When Daddy wasn’t at his desk on the old-fashioned balcony overseeing the customers and salespeople in the family store, he was out on Hull Street talking with the other shopkeepers, an activity which was considered goofing off by my hardworking mother, and grandmother and my chronically dissatisfied uncle. They didn’t get it that this genial reaching out gave him a sense of himself as a worthwhile person, fulfilled his need for companionship and informed his ability to be a good and creative provider. It was from his cohorts he got the goods on where to get the juiciest peaches, the sweetest corn, and the excellent sides of beef he bought directly from the farmer. He was amiable. He liked to talk.
People liked to talk with him.
Meyer’s Dry Goods Store carried men’s, women’s and children’s clothing, shoes, and hats, fabric, yarn and sewing notions. At closing time my mom, would rouse me from where I was waiting in the three-chair shoe department drawing on discarded shoeboxes to pass the time, and send me to Onesti’s Grill to find my father. Scooting down to the end of the block on my mission, I pushed open the heavy door of door of the small restaurant and was engulfed in the delicious aroma of Southern Cooking. As I slid into the dark wooden booth next to Dad, he slid half of his fried oyster sandwich over to me and ordered a second one for us to share.
I learned to eat oysters to please him. Seated on high stools at the oyster bar at Ruge’s Hotel in downtown Richmond, Dad and I stuffed ourselves with the bounty of the nearby Chesapeake Bay as fast as the white jacketed server behind the counter could expertly open them.

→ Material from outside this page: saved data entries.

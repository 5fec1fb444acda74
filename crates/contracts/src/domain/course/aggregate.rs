use serde::{Deserialize, Serialize};

use super::lesson::Lesson;
use crate::shared::numeric::{coerce_or_zero, format_price, LooseNumber};
use crate::shared::ranking::NumericFields;

#[derive(Debug, Clone, Copy, PartialEq, Eq, Default, Serialize, Deserialize)]
#[serde(rename_all = "lowercase")]
pub enum CourseStatus {
    #[default]
    Draft,
    Published,
    Archived,
}

impl CourseStatus {
    pub fn as_str(&self) -> &'static str {
        match self {
            CourseStatus::Draft => "draft",
            CourseStatus::Published => "published",
            CourseStatus::Archived => "archived",
        }
    }

    /// Publish toggle used by the teacher list: published <-> draft.
    pub fn toggled(&self) -> Self {
        match self {
            CourseStatus::Published => CourseStatus::Draft,
            CourseStatus::Draft | CourseStatus::Archived => CourseStatus::Published,
        }
    }
}

#[derive(Debug, Clone, Copy, PartialEq, Eq, Default, Serialize, Deserialize)]
#[serde(rename_all = "lowercase")]
pub enum DifficultyLevel {
    #[default]
    Beginner,
    Intermediate,
    Advanced,
}

impl DifficultyLevel {
    pub const ALL: [DifficultyLevel; 3] = [
        DifficultyLevel::Beginner,
        DifficultyLevel::Intermediate,
        DifficultyLevel::Advanced,
    ];

    pub fn as_str(&self) -> &'static str {
        match self {
            DifficultyLevel::Beginner => "beginner",
            DifficultyLevel::Intermediate => "intermediate",
            DifficultyLevel::Advanced => "advanced",
        }
    }

    pub fn label(&self) -> &'static str {
        match self {
            DifficultyLevel::Beginner => "Beginner",
            DifficultyLevel::Intermediate => "Intermediate",
            DifficultyLevel::Advanced => "Advanced",
        }
    }

    pub fn parse(value: &str) -> Option<Self> {
        Self::ALL
            .into_iter()
            .find(|level| level.as_str().eq_ignore_ascii_case(value.trim()))
    }
}

/// `teacher` is a bare id on course lists and a nested profile on enrollments.
#[derive(Debug, Clone, PartialEq, Serialize, Deserialize)]
#[serde(untagged)]
pub enum TeacherRef {
    Id(i64),
    Profile(TeacherProfile),
}

#[derive(Debug, Clone, Default, PartialEq, Serialize, Deserialize)]
pub struct TeacherProfile {
    #[serde(default)]
    pub id: Option<i64>,
    #[serde(default)]
    pub name: Option<String>,
    #[serde(default)]
    pub full_name: Option<String>,
    #[serde(default)]
    pub username: Option<String>,
}

#[derive(Debug, Clone, PartialEq, Serialize, Deserialize)]
pub struct Course {
    pub id: i64,
    #[serde(default)]
    pub title: Option<String>,
    #[serde(default)]
    pub description: Option<String>,
    #[serde(default)]
    pub teacher: Option<TeacherRef>,
    #[serde(default)]
    pub teacher_name: Option<String>,
    #[serde(default)]
    pub category: Option<i64>,
    #[serde(default)]
    pub category_name: Option<String>,
    #[serde(default)]
    pub thumbnail: Option<String>,
    #[serde(default)]
    pub difficulty_level: Option<String>,
    #[serde(default)]
    pub duration_weeks: Option<u32>,
    #[serde(default)]
    pub max_students: Option<u32>,
    #[serde(default)]
    pub current_students: Option<u32>,
    #[serde(default)]
    pub status: CourseStatus,
    #[serde(default)]
    pub price: Option<LooseNumber>,
    #[serde(default)]
    pub rating: Option<LooseNumber>,
    #[serde(default)]
    pub is_enrolled: bool,
    #[serde(default)]
    pub enrollment_status: Option<String>,
    #[serde(default)]
    pub created_at: Option<String>,
    /// Present on the detail endpoint only.
    #[serde(default)]
    pub lessons: Vec<Lesson>,
}

impl Course {
    pub fn display_title(&self) -> &str {
        self.title
            .as_deref()
            .filter(|t| !t.trim().is_empty())
            .unwrap_or("Untitled Course")
    }

    /// Teacher name from the flat field, then the nested profile.
    pub fn display_teacher(&self) -> Option<&str> {
        let nested = match &self.teacher {
            Some(TeacherRef::Profile(p)) => p
                .name
                .as_deref()
                .or(p.full_name.as_deref())
                .or(p.username.as_deref()),
            _ => None,
        };
        self.teacher_name
            .as_deref()
            .filter(|n| !n.trim().is_empty())
            .or(nested.filter(|n| !n.trim().is_empty()))
    }

    pub fn rating_value(&self) -> f64 {
        coerce_or_zero(self.rating.as_ref())
    }

    pub fn price_value(&self) -> f64 {
        coerce_or_zero(self.price.as_ref())
    }

    pub fn price_label(&self) -> String {
        format_price(self.price.as_ref())
    }

    /// Whole stars out of five for the rating widget.
    pub fn filled_stars(&self) -> usize {
        self.rating_value().clamp(0.0, 5.0).floor() as usize
    }

    pub fn level(&self) -> Option<DifficultyLevel> {
        self.difficulty_level.as_deref().and_then(DifficultyLevel::parse)
    }

    pub fn is_published(&self) -> bool {
        self.status == CourseStatus::Published
    }
}

impl NumericFields for Course {
    fn numeric_field(&self, field: &str) -> f64 {
        match field {
            "id" => self.id as f64,
            "rating" => self.rating_value(),
            "price" => self.price_value(),
            "current_students" => f64::from(self.current_students.unwrap_or(0)),
            "duration_weeks" => f64::from(self.duration_weeks.unwrap_or(0)),
            "max_students" => f64::from(self.max_students.unwrap_or(0)),
            _ => 0.0,
        }
    }
}

#[derive(Debug, Clone, PartialEq, Serialize, Deserialize)]
pub struct Category {
    pub id: i64,
    pub name: String,
    #[serde(default)]
    pub description: Option<String>,
    #[serde(default)]
    pub course_count: Option<u32>,
}

#[cfg(test)]
pub(crate) fn test_course(id: i64, rating: Option<LooseNumber>) -> Course {
    Course {
        id,
        title: Some(format!("Course {}", id)),
        description: None,
        teacher: None,
        teacher_name: None,
        category: None,
        category_name: None,
        thumbnail: None,
        difficulty_level: None,
        duration_weeks: None,
        max_students: None,
        current_students: None,
        status: CourseStatus::Published,
        price: None,
        rating,
        is_enrolled: false,
        enrollment_status: None,
        created_at: None,
        lessons: Vec::new(),
    }
}

#[cfg(test)]
mod tests {
    use super::*;
    use crate::shared::list_response::normalize;
    use crate::shared::ranking::top_n;
    use serde_json::json;

    #[test]
    fn test_course_from_api_body() {
        let course: Course = serde_json::from_value(json!({
            "id": 3,
            "title": "Rust for the Web",
            "teacher": 9,
            "teacher_name": "Grace Hopper",
            "category": 2,
            "difficulty_level": "Intermediate",
            "status": "published",
            "price": "49.90",
            "rating": "4.50",
            "current_students": 12
        }))
        .unwrap();
        assert_eq!(course.price_label(), "$49.90");
        assert_eq!(course.rating_value(), 4.5);
        assert_eq!(course.filled_stars(), 4);
        assert_eq!(course.level(), Some(DifficultyLevel::Intermediate));
        assert_eq!(course.display_teacher(), Some("Grace Hopper"));
        assert!(course.is_published());
    }

    #[test]
    fn test_course_defaults_for_missing_fields() {
        let course: Course = serde_json::from_value(json!({"id": 1})).unwrap();
        assert_eq!(course.display_title(), "Untitled Course");
        assert_eq!(course.price_label(), "$0.00");
        assert_eq!(course.status, CourseStatus::Draft);
        assert_eq!(course.display_teacher(), None);
    }

    #[test]
    fn test_nested_teacher_profile() {
        let course: Course = serde_json::from_value(json!({
            "id": 1,
            "teacher": {"id": 4, "username": "hopper"}
        }))
        .unwrap();
        assert_eq!(course.display_teacher(), Some("hopper"));
    }

    #[test]
    fn test_normalize_then_rank_courses() {
        let courses: Vec<Course> = normalize(json!({
            "count": 3,
            "results": [
                {"id": 1, "rating": "3"},
                {"id": 2, "rating": 5},
                {"id": 3, "rating": null}
            ]
        }));
        let top: Vec<i64> = top_n(&courses, "rating", 2).iter().map(|c| c.id).collect();
        assert_eq!(top, vec![2, 1]);
    }

    #[test]
    fn test_detail_body_carries_lessons() {
        let course: Course = serde_json::from_value(json!({
            "id": 2,
            "lessons": [{"id": 8, "title": "Setup", "order": 1, "is_published": true}]
        }))
        .unwrap();
        assert_eq!(course.lessons.len(), 1);
        assert_eq!(course.lessons[0].title, "Setup");
    }

    #[test]
    fn test_status_toggle() {
        assert_eq!(CourseStatus::Published.toggled(), CourseStatus::Draft);
        assert_eq!(CourseStatus::Draft.toggled(), CourseStatus::Published);
    }
}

At first, I only pretended to like them raw to get his approval, but it didn’t take long for me to cultivate a fondness for the sweet briny taste of the ocean.
When we each had eaten a dozen oysters on the half shell, another dozen was opened and plopped into a battered saucepan. Adding a splash of milk and a generous slab of butter, the saucepan was held under a live steam jet just long enough to melt the butter and heat the milk but not long enough to overcook the oysters, preserving their tenderness. Poured into white crockery bowls... it was the food of the gods!
Some Saturday nights after closing the store Dad would arrive home with a bushel basket of steamed hard-shell crabs pulled out of the bay a couple hours before. I was hardly old enough to sit up on my own when he taught me how to open a crab properly, discard the “dead man,” (the part you weren’t supposed to eat) and consume the delicacy within. Along with this culinary delight, I basked in his approval.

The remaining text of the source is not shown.